I’m really not sure which is more toxic: the junk that is broadcast on TV or the games the boys are allowed to play or watch their older brother play. Isaac, now 18, joins a friend to battle some sort of war games and sometimes the little guys squeeze through until they are hunkered below eye level of the big boys. From that vantage, they get to see brains blown out and blood streaming realistically from dismembered bodies.

No one comes out to help the wounded, no priest offers last rites, no one stops to grieve the dead or see to cleaning up the horror.

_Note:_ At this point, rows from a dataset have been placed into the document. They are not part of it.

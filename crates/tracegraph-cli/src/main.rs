mod trace_files;

use anyhow::{Context, Result};
use clap::{Parser, Subcommand, ValueEnum};
use colored::Colorize;
use serde::Serialize;
use std::future::Future;
use std::path::PathBuf;
use std::sync::Arc;
use std::time::Duration;
use tracegraph_core::{
    ConfigManager, DatabaseBackend, GraphStore, RawTraceStore, Settings, SyncStateStore,
    TraceSource,
};
use tracegraph_graph::{
    analyze_endpoint_usage, dependency_graph, detect_from_store, importance_from_store,
    ingest_traces, AisResult, InMemoryGraphStore, InMemoryTraceStore, SyncPipeline,
};
use tracing::{info, warn};
use tracing_subscriber::{layer::SubscriberExt, util::SubscriberInitExt};

use crate::trace_files::{parse_records, read_trace_files};

#[derive(Parser)]
#[command(name = "tracegraph")]
#[command(about = "TraceGraph CLI - Service dependency graphs from distributed traces", long_about = None)]
#[command(version)]
struct Cli {
    /// Output format (json, pretty)
    #[arg(short, long, global = true, default_value = "pretty")]
    output: OutputFormat,

    /// Directory holding default.toml / <env>.toml
    #[arg(long, global = true, env = "TRACEGRAPH_CONFIG_DIR")]
    config_dir: Option<PathBuf>,

    /// Configuration environment (overrides APP_ENV)
    #[arg(long, global = true)]
    env: Option<String>,

    /// Verbose output
    #[arg(short, long, global = true)]
    verbose: bool,

    #[command(subcommand)]
    command: Commands,
}

#[derive(Clone, ValueEnum)]
enum OutputFormat {
    Json,
    Pretty,
}

#[derive(Subcommand)]
enum Commands {
    /// Store raw trace records from Jaeger JSON exports
    Ingest {
        /// Trace export files
        #[arg(required = true)]
        files: Vec<PathBuf>,
    },

    /// Aggregate traces newer than the sync cursor into the persisted graph
    Sync {
        /// Ingest these export files before syncing
        #[arg(short, long, num_args = 1..)]
        traces: Vec<PathBuf>,
    },

    /// Print the persisted dependency graph (node-link form)
    Graph {
        /// Sync these export files first
        #[arg(short, long, num_args = 1..)]
        traces: Vec<PathBuf>,
    },

    /// Detect architectural anti-patterns
    Patterns {
        /// Sync these export files first
        #[arg(short, long, num_args = 1..)]
        traces: Vec<PathBuf>,
    },

    /// Absolute Importance Score of one or all services
    Ais {
        /// Service name; all services when omitted
        #[arg(short, long)]
        service: Option<String>,

        /// Sync these export files first
        #[arg(short, long, num_args = 1..)]
        traces: Vec<PathBuf>,
    },

    /// Per-endpoint call statistics of trace export files
    Endpoints {
        /// Trace export files
        #[arg(required = true)]
        files: Vec<PathBuf>,
    },

    /// Show the effective configuration
    Config,
}

#[derive(Serialize)]
struct IngestResult {
    files: usize,
    traces_ingested: usize,
    backend: DatabaseBackend,
}

/// Store handles for the configured backend.
struct Stores {
    graph: Arc<dyn GraphStore>,
    traces: Arc<dyn TraceSource>,
    raw: Arc<dyn RawTraceStore>,
    state: Arc<dyn SyncStateStore>,
}

impl Stores {
    fn in_memory() -> Self {
        let graph = Arc::new(InMemoryGraphStore::new());
        let traces = Arc::new(InMemoryTraceStore::new());
        Self {
            graph: graph.clone(),
            state: graph,
            traces: traces.clone(),
            raw: traces,
        }
    }

    #[cfg(feature = "surrealdb")]
    async fn surrealdb(settings: &Settings) -> Result<Self> {
        let store = Arc::new(
            tracegraph_graph::SurrealDbGraphStore::connect(&settings.database.surrealdb)
                .await
                .context("Failed to connect to SurrealDB")?,
        );
        Ok(Self {
            graph: store.clone(),
            traces: store.clone(),
            raw: store.clone(),
            state: store,
        })
    }

    #[cfg(not(feature = "surrealdb"))]
    async fn surrealdb(_settings: &Settings) -> Result<Self> {
        anyhow::bail!("SurrealDB backend not available; rebuild with `--features surrealdb`")
    }

    async fn open(settings: &Settings) -> Result<Self> {
        match settings.database.backend {
            DatabaseBackend::Memory => Ok(Self::in_memory()),
            DatabaseBackend::SurrealDb => Self::surrealdb(settings).await,
        }
    }
}

struct AppContext {
    settings: Settings,
    stores: Stores,
    timeout: Duration,
}

#[tokio::main]
async fn main() -> Result<()> {
    // .env may carry TRACEGRAPH_CONFIG_DIR, so load it before parsing
    let _ = dotenvy::dotenv();
    let cli = Cli::parse();

    let settings = match ConfigManager::load(cli.config_dir.clone(), cli.env.clone()) {
        Ok(settings) => settings,
        Err(e) => {
            eprintln!("{} {:#}", "Error:".red().bold(), e);
            std::process::exit(1);
        }
    };
    init_tracing(&settings, cli.verbose);

    match execute_command(&cli, settings).await {
        Ok(output) => {
            print_output(&cli.output, &output)?;
            Ok(())
        }
        Err(e) => {
            eprintln!("{} {:#}", "Error:".red().bold(), e);
            std::process::exit(1);
        }
    }
}

fn init_tracing(settings: &Settings, verbose: bool) {
    let fallback = if verbose {
        "debug".to_string()
    } else {
        settings.logging.level.clone()
    };
    tracing_subscriber::registry()
        .with(
            tracing_subscriber::EnvFilter::try_from_default_env()
                .unwrap_or_else(|_| fallback.into()),
        )
        .with(tracing_subscriber::fmt::layer().with_writer(std::io::stderr))
        .init();
}

impl AppContext {
    async fn open(settings: Settings) -> Result<Self> {
        let stores = Stores::open(&settings).await?;
        if settings.database.backend == DatabaseBackend::Memory {
            info!("Using the in-memory backend; nothing is kept after this command exits");
        }
        Ok(Self {
            timeout: Duration::from_secs(settings.sync.timeout_secs),
            settings,
            stores,
        })
    }
}

async fn execute_command(cli: &Cli, settings: Settings) -> Result<serde_json::Value> {
    match &cli.command {
        Commands::Config => Ok(serde_json::to_value(&settings)?),
        Commands::Endpoints { files } => execute_endpoints_command(files).await,
        Commands::Ingest { files } => {
            execute_ingest_command(&AppContext::open(settings).await?, files).await
        }
        Commands::Sync { traces } => {
            execute_sync_command(&AppContext::open(settings).await?, traces).await
        }
        Commands::Graph { traces } => {
            let ctx = AppContext::open(settings).await?;
            sync_files(&ctx, traces).await?;
            let doc = bounded(
                ctx.timeout,
                "Graph fetch",
                dependency_graph(ctx.stores.graph.as_ref()),
            )
            .await?;
            Ok(serde_json::to_value(doc)?)
        }
        Commands::Patterns { traces } => {
            let ctx = AppContext::open(settings).await?;
            sync_files(&ctx, traces).await?;
            let findings = bounded(
                ctx.timeout,
                "Anti-pattern detection",
                detect_from_store(ctx.stores.graph.as_ref()),
            )
            .await?;
            Ok(serde_json::to_value(findings)?)
        }
        Commands::Ais { service, traces } => {
            let ctx = AppContext::open(settings).await?;
            sync_files(&ctx, traces).await?;
            let scores = bounded(
                ctx.timeout,
                "AIS calculation",
                importance_from_store(ctx.stores.graph.as_ref(), service.as_deref()),
            )
            .await?;
            match (service, scores) {
                (Some(name), AisResult::Single(score)) => {
                    Ok(serde_json::json!({ "service": name, "ais": score }))
                }
                (_, scores) => Ok(serde_json::to_value(scores)?),
            }
        }
    }
}

/// Bound a store call by the configured timeout.
async fn bounded<T, F>(limit: Duration, what: &str, fut: F) -> Result<T>
where
    F: Future<Output = tracegraph_core::Result<T>>,
{
    tokio::time::timeout(limit, fut)
        .await
        .with_context(|| format!("{what} timed out after {}s", limit.as_secs()))?
        .with_context(|| format!("{what} failed"))
}

async fn execute_ingest_command(ctx: &AppContext, files: &[PathBuf]) -> Result<serde_json::Value> {
    let traces = read_trace_files(files).await?;
    let ingested = bounded(
        ctx.timeout,
        "Trace ingestion",
        ingest_traces(ctx.stores.raw.as_ref(), &traces),
    )
    .await?;
    if ctx.settings.database.backend == DatabaseBackend::Memory {
        warn!("Ingested traces are lost on exit with the in-memory backend");
    }

    Ok(serde_json::to_value(IngestResult {
        files: files.len(),
        traces_ingested: ingested,
        backend: ctx.settings.database.backend,
    })?)
}

async fn execute_sync_command(ctx: &AppContext, files: &[PathBuf]) -> Result<serde_json::Value> {
    if !files.is_empty() {
        let traces = read_trace_files(files).await?;
        bounded(
            ctx.timeout,
            "Trace ingestion",
            ingest_traces(ctx.stores.raw.as_ref(), &traces),
        )
        .await?;
    }

    let pipeline = SyncPipeline::new(ctx.stores.traces.clone(), ctx.stores.graph.clone())
        .with_state_store(ctx.stores.state.clone());
    bounded(ctx.timeout, "Cursor restore", pipeline.restore_cursor()).await?;
    let report = bounded(ctx.timeout, "Sync", pipeline.run_once()).await?;

    let mut value = serde_json::to_value(&report)?;
    if let serde_json::Value::Object(map) = &mut value {
        let cursor_at = pipeline
            .cursor()
            .as_datetime()
            .map(|at| at.to_rfc3339())
            .unwrap_or_else(|| "beginning of time".to_string());
        map.insert("cursor_at".to_string(), cursor_at.into());
    }
    Ok(value)
}

/// `--traces` on read commands: ingest and sync before reading.
async fn sync_files(ctx: &AppContext, files: &[PathBuf]) -> Result<()> {
    if files.is_empty() {
        return Ok(());
    }
    execute_sync_command(ctx, files).await.map(|_| ())
}

async fn execute_endpoints_command(files: &[PathBuf]) -> Result<serde_json::Value> {
    let raws = read_trace_files(files).await?;
    let records = parse_records(&raws);
    Ok(serde_json::to_value(analyze_endpoint_usage(&records))?)
}

fn print_output(format: &OutputFormat, value: &serde_json::Value) -> Result<()> {
    match format {
        OutputFormat::Json => {
            println!("{}", serde_json::to_string_pretty(value)?);
        }
        OutputFormat::Pretty => {
            print_pretty(value, 0)?;
        }
    }
    Ok(())
}

fn print_pretty(value: &serde_json::Value, depth: usize) -> Result<()> {
    let indent = "  ".repeat(depth);
    match value {
        serde_json::Value::Object(map) => {
            for (key, val) in map {
                let key_colored = key.cyan().bold();
                match val {
                    serde_json::Value::String(s) => {
                        println!("{}{}: {}", indent, key_colored, s.green());
                    }
                    serde_json::Value::Number(n) => {
                        println!("{}{}: {}", indent, key_colored, n.to_string().yellow());
                    }
                    serde_json::Value::Bool(b) => {
                        let val_colored = if *b {
                            "true".green()
                        } else {
                            "false".red()
                        };
                        println!("{}{}: {}", indent, key_colored, val_colored);
                    }
                    serde_json::Value::Null => {
                        println!("{}{}: {}", indent, key_colored, "-".dimmed());
                    }
                    nested => {
                        println!("{}{}:", indent, key_colored);
                        print_pretty(nested, depth + 1)?;
                    }
                }
            }
        }
        serde_json::Value::Array(arr) if arr.is_empty() => {
            println!("{}{}", indent, "(none)".dimmed());
        }
        serde_json::Value::Array(arr) => {
            for (i, item) in arr.iter().enumerate() {
                match item {
                    serde_json::Value::Object(_) | serde_json::Value::Array(_) => {
                        println!("{}{}{}:", indent, "#".cyan(), (i + 1).to_string().yellow());
                        print_pretty(item, depth + 1)?;
                    }
                    scalar => println!("{}- {}", indent, scalar),
                }
            }
        }
        scalar => {
            println!("{}{}", indent, scalar);
        }
    }
    Ok(())
}

#[cfg(test)]
mod tests {
    use super::*;
    use serde_json::json;
    use std::io::Write;
    use tempfile::NamedTempFile;

    fn export_file() -> NamedTempFile {
        let mut file = NamedTempFile::new().unwrap();
        let doc = json!({"data": [{
            "traceID": "t1",
            "processes": {"p1": {"serviceName": "order"}, "p2": {"serviceName": "payment"}},
            "spans": [
                {"spanID": "a", "processID": "p1", "operationName": "POST /orders", "startTime": 10, "duration": 500},
                {"spanID": "b", "processID": "p2", "operationName": "charge", "startTime": 11, "duration": 200,
                 "references": [{"refType": "CHILD_OF", "spanID": "a"}]}
            ]
        }]});
        write!(file, "{}", doc).unwrap();
        file
    }

    fn memory_ctx() -> AppContext {
        AppContext {
            settings: Settings::default(),
            stores: Stores::in_memory(),
            timeout: Duration::from_secs(5),
        }
    }

    #[test]
    fn parses_global_flags_after_subcommand() {
        let cli =
            Cli::try_parse_from(["tracegraph", "ais", "--service", "payment", "-o", "json"])
                .unwrap();
        assert!(matches!(cli.output, OutputFormat::Json));
        assert!(matches!(cli.command, Commands::Ais { service: Some(ref s), .. } if s == "payment"));
    }

    #[test]
    fn ingest_requires_files() {
        assert!(Cli::try_parse_from(["tracegraph", "ingest"]).is_err());
    }

    #[tokio::test]
    async fn sync_reports_cursor_and_merged_edges() {
        let file = export_file();
        let ctx = memory_ctx();
        let value = execute_sync_command(&ctx, &[file.path().to_path_buf()])
            .await
            .unwrap();
        assert_eq!(value["edges_merged"], 1);
        assert_eq!(value["cursor"], 10);
        assert!(value["cursor_at"].as_str().unwrap().starts_with("1970-01-01"));
    }

    #[tokio::test]
    async fn endpoints_are_computed_from_files() {
        let file = export_file();
        let value = execute_endpoints_command(&[file.path().to_path_buf()])
            .await
            .unwrap();
        assert_eq!(value.as_array().unwrap().len(), 2);
    }

    #[tokio::test]
    async fn timeouts_surface_as_errors() {
        let err = bounded(Duration::from_millis(10), "Slow call", async {
            tokio::time::sleep(Duration::from_secs(5)).await;
            Ok::<_, tracegraph_core::TraceGraphError>(())
        })
        .await
        .unwrap_err();
        assert!(err.to_string().contains("timed out"));
    }
}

I know I’m beating an old worn-out drum with this theme, but I am absolutely certain that these “games” have desensitized young people who enlist and fight wars in far-off places. The rate of post-traumatic stress syndrome has jumped off the scale since our youth are meeting real violence and real death for the first time in their lives in the Middle East, and many of them have never learned how to deal with it.

I guess my boys will weather whatever life sends their way, when the time comes. Last night they were really wound up, running from the kitchen through the dining and living rooms and back again, over and over and over again.

The pounding on the floor reverberated through Jean’s townhouse, until at last we brought order by bringing out some ice cream and pretty dishes. Actually, the boys are not that fond of ice cream, so the respite was rather short.

“Go on up to bed, boys; it’s that time” brings only a moment’s resistance, but it was a nice break for the grandparents reading and writing on the couch.
Tonight was actually better. The computer was quieter and the mayhem more farcical. We were in the clear, blue skies over Germany, praising the prowess of – do you remember? – German Baron Manfred Von Richthofen, a.k.a. the Red Baron, ace aerial dogfighter of World War I.

The expression on the boys’ parents’ faces said that they had heard enough of the anthem that follows the Red Baron wherever he goes, but the addition of two clear high-pitched little-boy voices endeared me to the legendary flier all over again. Who wouldn’t love “Curse you, Red Baron!” guest vocals by Samuel and Uriah Withnell?

It sent all of us back down Memory Lane. I don’t know which came first, the little song by the Royal Guardsmen or the affection we had for Charles Schultz’s best-selling cartoon hero, Snoopy.

Funny how our memories work. Without a quick research trip via Google, I couldn’t have told you that the development of Snoopy or the Royal Guardsmen took place during one of my busier decades, the 1960s. Busy as I was raising babies in those days, a kernel of popular music lodged somewhere in my brain, collecting enough memory to burst forth in curious nostalgia.

Ten, 20, 30, 40, 50, or more. I guess every war has its Snoopy.

“Curses, foiled again, Red Baron!” indeed.